BUFFALO, N.Y. (WIVB) — “A logistical nightmare,” that is how some medical professionals are describing the last minute rush of families to get their kids vaccinated. Without the vaccinations those students are banned from attending school.
Earlier this year, state lawmakers removed the religious exemptions thousands of families had cited to avoid getting their children vaccinated.
The law, passed in June, included a 14-day grace period to get the shots and now after 14 days have passed, many families are finding the vaccines are out of their reach—whether they had formerly sought the waiver or not.
Rebecca Graves took her son Keing Taylor, 11, to his pediatrician to get vaccinated, but his doctor did not have the meningitis vaccine so they were referred to a clinic, which was also out of the medicine.
Graves recalled a clinician’s frustration, “That she has seen more people in the past three days than three months, and so many people have come in, she has even ran out of her needles.”
When state lawmakers passed the law in June barring the religious exemptions used by families to avoid the mandatory immunizations, the New York Department of Health said there were more than 26,000 children who now have to get up-to-date on a battery of immunizations.

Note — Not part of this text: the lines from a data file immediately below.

// Frame module - backend-agnostic frame lifecycle
//
// Design: the controller only sequences acquire/wait/record/submit/present and
// the swapchain rebuild protocol. Devices, surfaces and resource sets plug in
// through traits, so the same protocol runs on Vulkan or on a test double.

pub mod controller;
pub mod error;
pub mod gpu;
pub mod registry;
pub mod resources;

pub use controller::{
    ControllerDesc, FrameLifecycleController, FrameOutcome, LifecycleState, SkipReason,
    INFINITE_TIMEOUT,
};
pub use error::{FrameError, FrameStage, GpuError, GpuResult};
pub use gpu::{
    AcquireOutcome, Device, Extent2D, PresentOutcome, PresentationSurface, Submission,
    SwapchainInfo,
};
pub use registry::RenderPassRegistry;
pub use resources::{FrameContext, RebuildContext, SwapchainResources};
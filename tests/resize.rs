// Swapchain rebuild protocol: resize, minimize, restore

mod common;

use std::sync::Arc;

use frame_lifecycle::frame::{
    ControllerDesc, Extent2D, FrameError, FrameOutcome, FrameStage, GpuError, LifecycleState,
    SkipReason,
};

use common::{desc, render, Event, Harness, MockController, MockResources, MockSurface};

fn builds(events: &[Event]) -> Vec<(u64, Extent2D)> {
    events
        .iter()
        .filter_map(|e| match e {
            Event::BuildResources { generation, extent } => Some((*generation, *extent)),
            _ => None,
        })
        .collect()
}

fn destroyed(events: &[Event]) -> Vec<u64> {
    events
        .iter()
        .filter_map(|e| match e {
            Event::DestroyResources { generation } => Some(*generation),
            _ => None,
        })
        .collect()
}

fn index_of(events: &[Event], pred: impl Fn(&Event) -> bool) -> usize {
    events.iter().position(pred).unwrap()
}

fn count_of(events: &[Event], pred: impl Fn(&Event) -> bool) -> usize {
    events.iter().filter(|e| pred(e)).count()
}

#[test]
fn resize_replaces_the_whole_resource_set() {
    let h = Harness::new();
    let mut controller = h.controller(desc(640, 480, 2)).unwrap();
    render(&mut controller, &h.log).unwrap();
    let mark = h.log.len();

    assert!(controller.on_surface_resized(800, 600).unwrap());

    let events = h.log.since(mark);
    assert_eq!(destroyed(&events), [1]);
    assert_eq!(builds(&events), [(2, Extent2D::new(800, 600))]);

    let resources = controller.resources().unwrap();
    assert_eq!(resources.generation, 2);
    assert_eq!(resources.extent, Extent2D::new(800, 600));
    assert_eq!(controller.extent(), Extent2D::new(800, 600));
    assert_eq!(controller.resource_generation(), 2);
    assert_eq!(controller.state(), LifecycleState::Ready);
}

#[test]
fn resize_waits_idle_and_destroys_before_reconfiguring() {
    let h = Harness::new();
    h.device.set_manual_completion(true);
    let mut controller = h.controller(desc(640, 480, 2)).unwrap();
    render(&mut controller, &h.log).unwrap();
    render(&mut controller, &h.log).unwrap();
    let mark = h.log.len();

    controller.on_surface_resized(1024, 768).unwrap();

    let events = h.log.since(mark);
    let idle = index_of(&events, |e| *e == Event::WaitIdle);
    let last_complete = events
        .iter()
        .rposition(|e| matches!(e, Event::Complete(_)))
        .unwrap();
    let destroy_set = index_of(&events, |e| matches!(e, Event::DestroyResources { .. }));
    let destroy_slots = index_of(&events, |e| matches!(e, Event::DestroyFence(_)));
    let configure = index_of(&events, |e| matches!(e, Event::Configure { .. }));
    let create_slots = index_of(&events, |e| matches!(e, Event::CreateFence { .. }));
    let build = index_of(&events, |e| matches!(e, Event::BuildResources { .. }));

    assert_eq!(idle, 0);
    assert!(last_complete < destroy_set, "resources destroyed under in-flight work");
    assert!(destroy_set < destroy_slots);
    assert!(destroy_slots < configure);
    assert!(configure < create_slots);
    assert!(create_slots < build);
    assert_eq!(h.device.pending_submissions(), 0);
}

#[test]
fn sync_objects_are_recreated_with_the_slots() {
    let h = Harness::new();
    let mut controller = h.controller(desc(640, 480, 2)).unwrap();
    let mark = h.log.len();

    controller.on_surface_resized(640, 480).unwrap();
    let events = h.log.since(mark);

    assert_eq!(count_of(&events, |e| matches!(e, Event::DestroyFence(_))), 2);
    assert_eq!(count_of(&events, |e| matches!(e, Event::CreateFence { .. })), 2);
    assert_eq!(count_of(&events, |e| matches!(e, Event::DestroySemaphore(_))), 5);
    assert_eq!(count_of(&events, |e| matches!(e, Event::CreateSemaphore(_))), 5);
    assert_eq!(count_of(&events, |e| matches!(e, Event::FreeCommandBuffer(_))), 2);
    assert_eq!(count_of(&events, |e| matches!(e, Event::AllocateCommandBuffer(_))), 2);
}

#[test]
fn resize_to_same_extent_does_not_leak() {
    let h = Harness::new();
    let mut controller = h.controller(desc(640, 480, 2)).unwrap();

    assert!(controller.on_surface_resized(640, 480).unwrap());
    assert_eq!(destroyed(&h.log.events()), [1]);
    assert_eq!(controller.resources().unwrap().generation, 2);
    assert!(render(&mut controller, &h.log).unwrap().rendered());

    controller.shutdown().unwrap();

    let events = h.log.events();
    assert_eq!(builds(&events).len(), 2);
    assert_eq!(destroyed(&events), [1, 2]);
    assert_eq!(
        h.log.count(|e| matches!(e, Event::CreateFence { .. })),
        h.log.count(|e| matches!(e, Event::DestroyFence(_)))
    );
    assert_eq!(
        h.log.count(|e| matches!(e, Event::CreateSemaphore(_))),
        h.log.count(|e| matches!(e, Event::DestroySemaphore(_)))
    );
}

#[test]
fn minimized_controller_makes_no_gpu_calls() {
    let h = Harness::new();
    let mut controller = h.controller(desc(640, 480, 2)).unwrap();
    render(&mut controller, &h.log).unwrap();
    let mark = h.log.len();

    assert!(!controller.on_surface_resized(0, 480).unwrap());
    assert_eq!(controller.state(), LifecycleState::Minimized);

    for _ in 0..5 {
        let outcome = render(&mut controller, &h.log).unwrap();
        assert_eq!(outcome, FrameOutcome::Skipped(SkipReason::Minimized));
        assert!(!outcome.wants_rebuild());
    }
    // Repeated zero-area resizes are no-ops too
    assert!(!controller.on_surface_resized(640, 0).unwrap());

    let events = h.log.since(mark);
    assert!(
        !events.iter().any(Event::is_gpu_call),
        "minimized controller touched the GPU: {events:?}"
    );
    assert!(events.is_empty());
    assert_eq!(controller.frames_submitted(), 1);
}

#[test]
fn minimize_then_restore_rebuilds_exactly_once() {
    let h = Harness::new();
    let mut controller = h.controller(desc(640, 480, 2)).unwrap();
    let mark = h.log.len();

    assert!(!controller.on_surface_resized(0, 480).unwrap());
    assert_eq!(controller.state(), LifecycleState::Minimized);
    assert!(builds(&h.log.since(mark)).is_empty());

    assert!(controller.on_surface_resized(640, 480).unwrap());
    assert_eq!(controller.state(), LifecycleState::Ready);

    let events = h.log.since(mark);
    assert_eq!(builds(&events), [(2, Extent2D::new(640, 480))]);
    assert_eq!(destroyed(&events), [1]);
    assert_eq!(events.iter().filter(|e| matches!(e, Event::Configure { .. })).count(), 1);

    assert!(render(&mut controller, &h.log).unwrap().rendered());
}

#[test]
fn out_of_date_recovers_through_resize() {
    let h = Harness::new();
    let mut controller = h.controller(desc(640, 480, 2)).unwrap();

    controller
        .surface()
        .script_acquire(frame_lifecycle::frame::AcquireOutcome::OutOfDate);
    let outcome = render(&mut controller, &h.log).unwrap();
    assert!(outcome.wants_rebuild());

    controller.on_surface_resized(700, 500).unwrap();
    assert!(!controller.needs_rebuild());

    let outcome = render(&mut controller, &h.log).unwrap();
    assert!(outcome.rendered());
    assert!(!outcome.wants_rebuild());
}

#[test]
fn allocation_failure_during_rebuild_is_resource_exhaustion() {
    let h = Harness::new();
    let mut controller = h.controller(desc(640, 480, 3)).unwrap();

    h.device.fail_next_allocation();
    let err = controller.on_surface_resized(800, 600).unwrap_err();

    assert!(matches!(
        err,
        FrameError::ResourceExhausted {
            stage: FrameStage::Rebuild,
            ..
        }
    ));
    assert_eq!(err.to_string(), "rebuild: resource exhausted");

    // Partially built slots are unwound
    drop(controller);
    assert_eq!(
        h.log.count(|e| matches!(e, Event::CreateFence { .. })),
        h.log.count(|e| matches!(e, Event::DestroyFence(_)))
    );
    assert_eq!(
        h.log.count(|e| matches!(e, Event::CreateSemaphore(_))),
        h.log.count(|e| matches!(e, Event::DestroySemaphore(_)))
    );
}

/// Controller whose rebuild callback fails with `failure()` above 4096 px wide
fn controller_failing_when_wide(h: &Harness, failure: fn() -> anyhow::Error) -> MockController {
    let mut fallback = common::rebuild_fn(h.log.clone());
    MockController::initialize(
        MockSurface::new(h.log.clone()),
        Arc::clone(&h.device),
        ControllerDesc::new(Extent2D::new(640, 480)),
        move |ctx| -> anyhow::Result<MockResources> {
            if ctx.extent.width > 4096 {
                return Err(failure());
            }
            fallback(ctx)
        },
    )
    .unwrap()
}

#[test]
fn failing_rebuild_callback_names_the_extent() {
    let h = Harness::new();
    let mut controller = controller_failing_when_wide(&h, || {
        anyhow::anyhow!("depth buffer larger than the device limit")
    });

    let err = controller.on_surface_resized(8192, 480).unwrap_err();
    assert!(matches!(err, FrameError::Rebuild { extent, .. } if extent == Extent2D::new(8192, 480)));
    assert_eq!(err.to_string(), "rebuild: swapchain resources at 8192x480 failed");
    let cause = std::error::Error::source(&err).unwrap().to_string();
    assert!(cause.contains("device limit"), "{cause}");
}

#[test]
fn out_of_memory_in_rebuild_callback_is_resource_exhaustion() {
    let h = Harness::new();
    let mut controller = controller_failing_when_wide(&h, || GpuError::OutOfMemory.into());

    let err = controller.on_surface_resized(8192, 480).unwrap_err();
    assert!(matches!(
        err,
        FrameError::ResourceExhausted {
            stage: FrameStage::Rebuild,
            source: GpuError::OutOfMemory,
        }
    ));
    assert!(!err.is_device_lost());
}

#[test]
fn device_loss_in_rebuild_callback_survives_context() {
    let h = Harness::new();
    let mut controller = controller_failing_when_wide(&h, || {
        anyhow::Error::new(GpuError::DeviceLost).context("Failed to create image 'clear.depth'")
    });

    let err = controller.on_surface_resized(8192, 480).unwrap_err();
    assert!(matches!(err, FrameError::DeviceLost { stage: FrameStage::Rebuild }));
    assert!(err.is_device_lost());
}

#[test]
fn render_after_failed_rebuild_errors_until_next_resize() {
    let h = Harness::new();
    let mut controller = controller_failing_when_wide(&h, || anyhow::anyhow!("too wide"));
    assert!(render(&mut controller, &h.log).unwrap().rendered());

    assert!(controller.on_surface_resized(8192, 480).is_err());
    assert!(controller.resources().is_none());
    assert!(controller.needs_rebuild());

    let mark = h.log.len();
    let err = render(&mut controller, &h.log).unwrap_err();
    assert!(matches!(err, FrameError::Initialization { stage: FrameStage::Acquire, .. }));
    assert!(h.log.since(mark).is_empty(), "no GPU work without a resource set");

    assert!(controller.on_surface_resized(640, 480).unwrap());
    assert!(!controller.needs_rebuild());
    assert!(render(&mut controller, &h.log).unwrap().rendered());

    controller.shutdown().unwrap();
    assert_eq!(
        h.log.count(|e| matches!(e, Event::CreateFence { .. })),
        h.log.count(|e| matches!(e, Event::DestroyFence(_)))
    );
    assert_eq!(
        h.log.count(|e| matches!(e, Event::BuildResources { .. })),
        h.log.count(|e| matches!(e, Event::DestroyResources { .. }))
    );
}

#[test]
fn single_image_swapchain_on_resize_reports_rebuild_stage() {
    let h = Harness::new();
    let mut controller = h.controller(desc(640, 480, 2)).unwrap();

    controller.surface().set_max_images(1);
    let err = controller.on_surface_resized(800, 600).unwrap_err();

    assert!(matches!(err, FrameError::Initialization { stage: FrameStage::Rebuild, .. }));
    assert_eq!(err.stage(), FrameStage::Rebuild);
    assert!(err.to_string().starts_with("rebuild:"), "{err}");
}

Dr. Steven Lana of Delaware Pediatrics said even older non-immunized students would have to get caught up with the shots needed to enter kindergarten, “They had to have their primary series completed, which means two doses of Mumps-Measles-Rubella, 4 or 5 doses of DTAP, polio.”
Lana said the new law seems to be causing gridlock for those non-immunized students who can’t just suddenly make an appointment to get their shots at the last minute.

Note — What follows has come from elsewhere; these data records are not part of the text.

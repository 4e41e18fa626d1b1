// GPU seams - what the frame controller needs from a device and a surface
//
// The controller never sees a backend type directly. A backend (Vulkan here,
// a mock in the tests) provides fences, semaphores and command buffers through
// `Device`, and swapchain images through `PresentationSurface`.

use std::fmt;

use super::error::GpuResult;

/// Size of the presentation surface in pixels
#[derive(Debug, Clone, Copy, PartialEq, Eq, Hash, Default)]
pub struct Extent2D {
    pub width: u32,
    pub height: u32,
}

impl Extent2D {
    pub const fn new(width: u32, height: u32) -> Self {
        Self { width, height }
    }

    /// A minimized window reports a zero-area surface
    pub fn is_zero_area(&self) -> bool {
        self.width == 0 || self.height == 0
    }

    /// Extent divided by `factor` in both dimensions, never below 1x1
    pub fn scaled_down(&self, factor: u32) -> Self {
        let factor = factor.max(1);
        Self {
            width: (self.width / factor).max(1),
            height: (self.height / factor).max(1),
        }
    }
}

impl fmt::Display for Extent2D {
    fn fmt(&self, f: &mut fmt::Formatter<'_>) -> fmt::Result {
        write!(f, "{}x{}", self.width, self.height)
    }
}

/// Result of asking the surface for the next image
#[derive(Debug, Clone, Copy, PartialEq, Eq)]
pub enum AcquireOutcome {
    Acquired { image_index: u32, suboptimal: bool },
    /// Surface no longer matches the swapchain; nothing was signaled
    OutOfDate,
}

/// Result of handing a rendered image back to the surface
#[derive(Debug, Clone, Copy, PartialEq, Eq)]
pub enum PresentOutcome {
    Presented,
    Suboptimal,
    OutOfDate,
}

impl PresentOutcome {
    pub fn wants_rebuild(&self) -> bool {
        !matches!(self, PresentOutcome::Presented)
    }
}

/// What the surface actually negotiated when (re)configured
#[derive(Debug, Clone, Copy, PartialEq, Eq)]
pub struct SwapchainInfo {
    pub extent: Extent2D,
    pub image_count: usize,
}

/// One queue submission issued by the controller
///
/// The wait on `wait` happens at the color-attachment-output stage, so vertex
/// work may start before the presentation engine releases the image.
pub struct Submission<'a, D: Device + ?Sized> {
    pub command_buffer: &'a D::CommandBuffer,
    pub wait: &'a D::Semaphore,
    pub signal: &'a D::Semaphore,
    pub fence: &'a D::Fence,
}

/// GPU device and its presentation-capable queue
pub trait Device {
    type Fence;
    type Semaphore;
    type CommandBuffer;

    /// True if the selected queue can present to the window surface
    fn supports_presentation(&self) -> bool;

    fn create_fence(&self, signaled: bool) -> GpuResult<Self::Fence>;
    fn destroy_fence(&self, fence: Self::Fence);

    fn create_semaphore(&self) -> GpuResult<Self::Semaphore>;
    fn destroy_semaphore(&self, semaphore: Self::Semaphore);

    /// Allocate one primary command buffer that can be reset individually
    fn allocate_command_buffer(&self) -> GpuResult<Self::CommandBuffer>;
    fn free_command_buffer(&self, command_buffer: Self::CommandBuffer);

    /// Block until `fence` is signaled or `timeout_ns` elapses
    fn wait_for_fence(&self, fence: &Self::Fence, timeout_ns: u64) -> GpuResult<()>;
    fn reset_fence(&self, fence: &Self::Fence) -> GpuResult<()>;

    /// Reset and begin recording
    fn begin_commands(&self, command_buffer: &Self::CommandBuffer) -> GpuResult<()>;
    fn end_commands(&self, command_buffer: &Self::CommandBuffer) -> GpuResult<()>;

    fn submit(&self, submission: Submission<'_, Self>) -> GpuResult<()>;

    fn wait_idle(&self) -> GpuResult<()>;
}

/// Window surface plus the swapchain built on it
pub trait PresentationSurface<D: Device> {
    /// Create the swapchain, or replace the existing one, at `extent`.
    ///
    /// `desired_image_count` is a request; the surface clamps it to what the
    /// presentation engine supports and to at least 2.
    fn configure(&mut self, extent: Extent2D, desired_image_count: u32) -> GpuResult<SwapchainInfo>;

    fn acquire_next_image(&mut self, signal: &D::Semaphore) -> GpuResult<AcquireOutcome>;

    fn present(&mut self, image_index: u32, wait: &D::Semaphore) -> GpuResult<PresentOutcome>;

    /// Destroy the swapchain. The surface itself stays usable for `configure`.
    fn release(&mut self);
}

#[cfg(test)]
mod tests {
    use super::*;

    #[test]
    fn zero_area_extents() {
        assert!(Extent2D::new(0, 480).is_zero_area());
        assert!(Extent2D::new(640, 0).is_zero_area());
        assert!(!Extent2D::new(1, 1).is_zero_area());
    }

    #[test]
    fn scaled_down_never_collapses() {
        assert_eq!(Extent2D::new(640, 480).scaled_down(8), Extent2D::new(80, 60));
        assert_eq!(Extent2D::new(3, 3).scaled_down(8), Extent2D::new(1, 1));
        assert_eq!(Extent2D::new(640, 480).scaled_down(0), Extent2D::new(640, 480));
    }

    #[test]
    fn extent_display() {
        assert_eq!(Extent2D::new(1280, 720).to_string(), "1280x720");
    }

    #[test]
    fn only_clean_presents_keep_the_swapchain() {
        assert!(!PresentOutcome::Presented.wants_rebuild());
        assert!(PresentOutcome::Suboptimal.wants_rebuild());
        assert!(PresentOutcome::OutOfDate.wants_rebuild());
    }
}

Medical offices are generally going to be booked up with their regular patients, which means waiting for days or even months to get the needed immunizations, and that means no school.

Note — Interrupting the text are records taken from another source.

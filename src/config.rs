// =============================================================================
// CONFIGURATION - Load settings from config.toml
// =============================================================================
//
// This module handles loading and parsing configuration from config.toml.
// Provides sensible defaults if config file is missing or has errors.
// `ConfigWatcher` reports edits so live-tunable values can be reapplied.

use anyhow::{Context, Result};
use ash::vk;
use notify::{EventKind, RecommendedWatcher, RecursiveMode, Watcher};
use serde::Deserialize;
use std::path::{Path, PathBuf};
use std::sync::mpsc;
use winit::keyboard::KeyCode;

use crate::frame::INFINITE_TIMEOUT;
use crate::samples::SampleKind;

pub const CONFIG_FILE: &str = "config.toml";

/// Root configuration structure
#[derive(Debug, Clone, Deserialize, Default)]
#[serde(default)]
pub struct Config {
    pub window: WindowConfig,
    pub graphics: GraphicsConfig,
    pub debug: DebugConfig,
    pub controls: ControlsConfig,
    pub sample: SampleConfig,
}

/// Window settings
#[derive(Debug, Clone, Deserialize)]
#[serde(default)]
pub struct WindowConfig {
    pub title: String,
    pub width: u32,
    pub height: u32,
    pub fullscreen: bool,
}

impl Default for WindowConfig {
    fn default() -> Self {
        Self {
            title: "Frame Lifecycle".to_string(),
            width: 1280,
            height: 720,
            fullscreen: false,
        }
    }
}

/// Graphics settings
#[derive(Debug, Clone, Deserialize)]
#[serde(default)]
pub struct GraphicsConfig {
    pub present_mode: String,
    /// srgb | unorm | hdr10
    pub surface_format: String,
    pub clear_color: [f32; 4],
    /// Requested swapchain images (at least 2 are always used)
    pub image_count: u32,
    /// Per-frame fence wait bound; 0 waits forever
    pub fence_timeout_ms: u64,
}

impl Default for GraphicsConfig {
    fn default() -> Self {
        Self {
            present_mode: "fifo".to_string(),
            surface_format: "srgb".to_string(),
            clear_color: [0.1, 0.2, 0.8, 1.0],
            image_count: 3,
            fence_timeout_ms: 0,
        }
    }
}

/// Debug settings
#[derive(Debug, Clone, Deserialize)]
#[serde(default)]
pub struct DebugConfig {
    pub validation_layers: bool,
    pub log_to_file: bool,
    pub log_file: String,
    pub show_fps: bool,
}

impl Default for DebugConfig {
    fn default() -> Self {
        Self {
            validation_layers: cfg!(debug_assertions),
            log_to_file: false,
            log_file: "frame_lifecycle.log".to_string(),
            show_fps: true,
        }
    }
}

/// Control key bindings
#[derive(Debug, Clone, Deserialize)]
#[serde(default)]
pub struct ControlsConfig {
    pub fullscreen_key: String,
    pub quit_key: String,
}

impl Default for ControlsConfig {
    fn default() -> Self {
        Self {
            fullscreen_key: "F11".to_string(),
            quit_key: "Escape".to_string(),
        }
    }
}

/// Which render graph to run
#[derive(Debug, Clone, Deserialize)]
#[serde(default)]
pub struct SampleConfig {
    /// clear | post_effect | secondary
    pub name: String,
    /// Mosaic cell size in pixels for post_effect
    pub mosaic_block: u32,
}

impl Default for SampleConfig {
    fn default() -> Self {
        Self {
            name: "clear".to_string(),
            mosaic_block: 8,
        }
    }
}

impl Config {
    /// Load configuration from file, falling back to defaults if not found
    pub fn load() -> Self {
        Self::load_from_path(CONFIG_FILE).unwrap_or_else(|e| {
            log::warn!("Failed to load {}: {:#}. Using defaults.", CONFIG_FILE, e);
            Config::default()
        })
    }

    /// Load configuration from a specific path
    pub fn load_from_path<P: AsRef<Path>>(path: P) -> Result<Self> {
        let path = path.as_ref();

        if !path.exists() {
            log::info!("Config file not found at {:?}, using defaults", path);
            return Ok(Config::default());
        }

        let content = std::fs::read_to_string(path)
            .with_context(|| format!("Failed to read config file: {:?}", path))?;

        let config = Self::parse(&content)
            .with_context(|| format!("Failed to parse config file: {:?}", path))?;

        log::info!("Loaded configuration from {:?}", path);
        log::debug!("Config: {:?}", config);

        Ok(config)
    }

    pub fn parse(content: &str) -> Result<Self> {
        let config: Config = toml::from_str(content)?;
        Ok(config)
    }

    /// Get present mode as Vulkan enum
    pub fn get_present_mode(&self) -> vk::PresentModeKHR {
        match self.graphics.present_mode.to_lowercase().as_str() {
            "immediate" => vk::PresentModeKHR::IMMEDIATE,
            "mailbox" => vk::PresentModeKHR::MAILBOX,
            "fifo" => vk::PresentModeKHR::FIFO,
            "fifo_relaxed" => vk::PresentModeKHR::FIFO_RELAXED,
            _ => {
                log::warn!(
                    "Unknown present mode '{}', defaulting to FIFO",
                    self.graphics.present_mode
                );
                vk::PresentModeKHR::FIFO
            }
        }
    }

    /// Desired swapchain format and color space
    pub fn get_surface_format(&self) -> vk::SurfaceFormatKHR {
        let (format, color_space) = match self.graphics.surface_format.to_lowercase().as_str() {
            "srgb" => (vk::Format::B8G8R8A8_SRGB, vk::ColorSpaceKHR::SRGB_NONLINEAR),
            "unorm" => (vk::Format::B8G8R8A8_UNORM, vk::ColorSpaceKHR::SRGB_NONLINEAR),
            "hdr10" => (
                vk::Format::A2B10G10R10_UNORM_PACK32,
                vk::ColorSpaceKHR::HDR10_ST2084_EXT,
            ),
            _ => {
                log::warn!(
                    "Unknown surface format '{}', defaulting to srgb",
                    self.graphics.surface_format
                );
                (vk::Format::B8G8R8A8_SRGB, vk::ColorSpaceKHR::SRGB_NONLINEAR)
            }
        };
        vk::SurfaceFormatKHR {
            format,
            color_space,
        }
    }

    pub fn fence_timeout_ns(&self) -> u64 {
        match self.graphics.fence_timeout_ms {
            0 => INFINITE_TIMEOUT,
            ms => ms.saturating_mul(1_000_000),
        }
    }

    pub fn get_sample(&self) -> SampleKind {
        SampleKind::from_name(&self.sample.name).unwrap_or_else(|| {
            log::warn!("Unknown sample '{}', defaulting to clear", self.sample.name);
            SampleKind::Clear
        })
    }

    pub fn fullscreen_key(&self) -> Option<KeyCode> {
        parse_key(&self.controls.fullscreen_key)
    }

    pub fn quit_key(&self) -> Option<KeyCode> {
        parse_key(&self.controls.quit_key)
    }
}

/// Map a key name from the config file ("F11", "Escape", "Q") to a key code
pub fn parse_key(name: &str) -> Option<KeyCode> {
    let name = name.trim();
    let key = match name.to_ascii_lowercase().as_str() {
        "escape" | "esc" => KeyCode::Escape,
        "space" => KeyCode::Space,
        "enter" | "return" => KeyCode::Enter,
        "tab" => KeyCode::Tab,
        "f1" => KeyCode::F1,
        "f2" => KeyCode::F2,
        "f3" => KeyCode::F3,
        "f4" => KeyCode::F4,
        "f5" => KeyCode::F5,
        "f6" => KeyCode::F6,
        "f7" => KeyCode::F7,
        "f8" => KeyCode::F8,
        "f9" => KeyCode::F9,
        "f10" => KeyCode::F10,
        "f11" => KeyCode::F11,
        "f12" => KeyCode::F12,
        other => {
            let mut chars = other.chars();
            match (chars.next(), chars.next()) {
                (Some(c), None) => letter_key(c)?,
                _ => {
                    log::warn!("Unknown key name '{}'", name);
                    return None;
                }
            }
        }
    };
    Some(key)
}

fn letter_key(c: char) -> Option<KeyCode> {
    const LETTERS: [KeyCode; 26] = [
        KeyCode::KeyA,
        KeyCode::KeyB,
        KeyCode::KeyC,
        KeyCode::KeyD,
        KeyCode::KeyE,
        KeyCode::KeyF,
        KeyCode::KeyG,
        KeyCode::KeyH,
        KeyCode::KeyI,
        KeyCode::KeyJ,
        KeyCode::KeyK,
        KeyCode::KeyL,
        KeyCode::KeyM,
        KeyCode::KeyN,
        KeyCode::KeyO,
        KeyCode::KeyP,
        KeyCode::KeyQ,
        KeyCode::KeyR,
        KeyCode::KeyS,
        KeyCode::KeyT,
        KeyCode::KeyU,
        KeyCode::KeyV,
        KeyCode::KeyW,
        KeyCode::KeyX,
        KeyCode::KeyY,
        KeyCode::KeyZ,
    ];

    if c.is_ascii_lowercase() {
        Some(LETTERS[(c as u8 - b'a') as usize])
    } else {
        None
    }
}

// =============================================================================
// HOT RELOAD
// =============================================================================

/// Watches the config file and reports when it was written
pub struct ConfigWatcher {
    /// The underlying file watcher (kept alive)
    _watcher: RecommendedWatcher,
    event_rx: mpsc::Receiver<notify::Event>,
    path: PathBuf,
}

impl ConfigWatcher {
    /// Watch `path`. The parent directory is watched so editors that replace
    /// the file instead of writing it in place are still seen.
    pub fn new<P: AsRef<Path>>(path: P) -> Result<Self> {
        let path = std::env::current_dir()
            .context("Failed to resolve working directory")?
            .join(path.as_ref());
        let dir = path
            .parent()
            .map(Path::to_path_buf)
            .context("Config path has no parent directory")?;

        let (tx, rx) = mpsc::channel::<notify::Event>();

        let mut watcher = notify::recommended_watcher(move |res: notify::Result<notify::Event>| {
            if let Ok(event) = res {
                let _ = tx.send(event);
            }
        })
        .context("Failed to create file watcher")?;

        watcher
            .watch(&dir, RecursiveMode::NonRecursive)
            .with_context(|| format!("Failed to watch {:?}", dir))?;

        log::info!("Watching {:?} for changes", path);

        Ok(Self {
            _watcher: watcher,
            event_rx: rx,
            path,
        })
    }

    /// Drain pending events; true if the config file was created or modified
    pub fn poll_changed(&self) -> bool {
        let mut changed = false;
        while let Ok(event) = self.event_rx.try_recv() {
            if !matches!(event.kind, EventKind::Create(_) | EventKind::Modify(_)) {
                continue;
            }
            if event.paths.iter().any(|p| self.is_config_path(p)) {
                changed = true;
            }
        }
        changed
    }

    fn is_config_path(&self, path: &Path) -> bool {
        path == self.path || path.file_name() == self.path.file_name()
    }
}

Lana said Delaware Pediatrics won’t even accept a new patient who has not been immunized, “You can’t manufacture capacity. You only have so many appointment slots, you only have so many doctors, and you only have so many hours in a day, and we just can’t accommodate an influx of people.”
But Rebecca Graves said her family has never sought an exemption for any of her three children, and she had made an appointment to get Keing his meningitis shot. The children’s clinic now says he might have to wait until November to return to school.
The third grader said he is disappointed he is missing school, “I like it because I want to learn, not because I want to chill with my friends. I need to learn, not only because I like to learn, but because I need to get a job and have a better future.”
Graves is now desperately searching for a medical office that will vaccinate her son, “I love him, so it is cool to have him around but he is missing a lot and that is not fair to him.”
A State Health Department spokesperson told News 4 in an email, “There is no shortage of the meningitis vaccine.”
The Health Dept. is also contacting the children’s clinic that told Graves they had run out of meningococcal vaccine until November, “to assist them if there are any ordering issues.”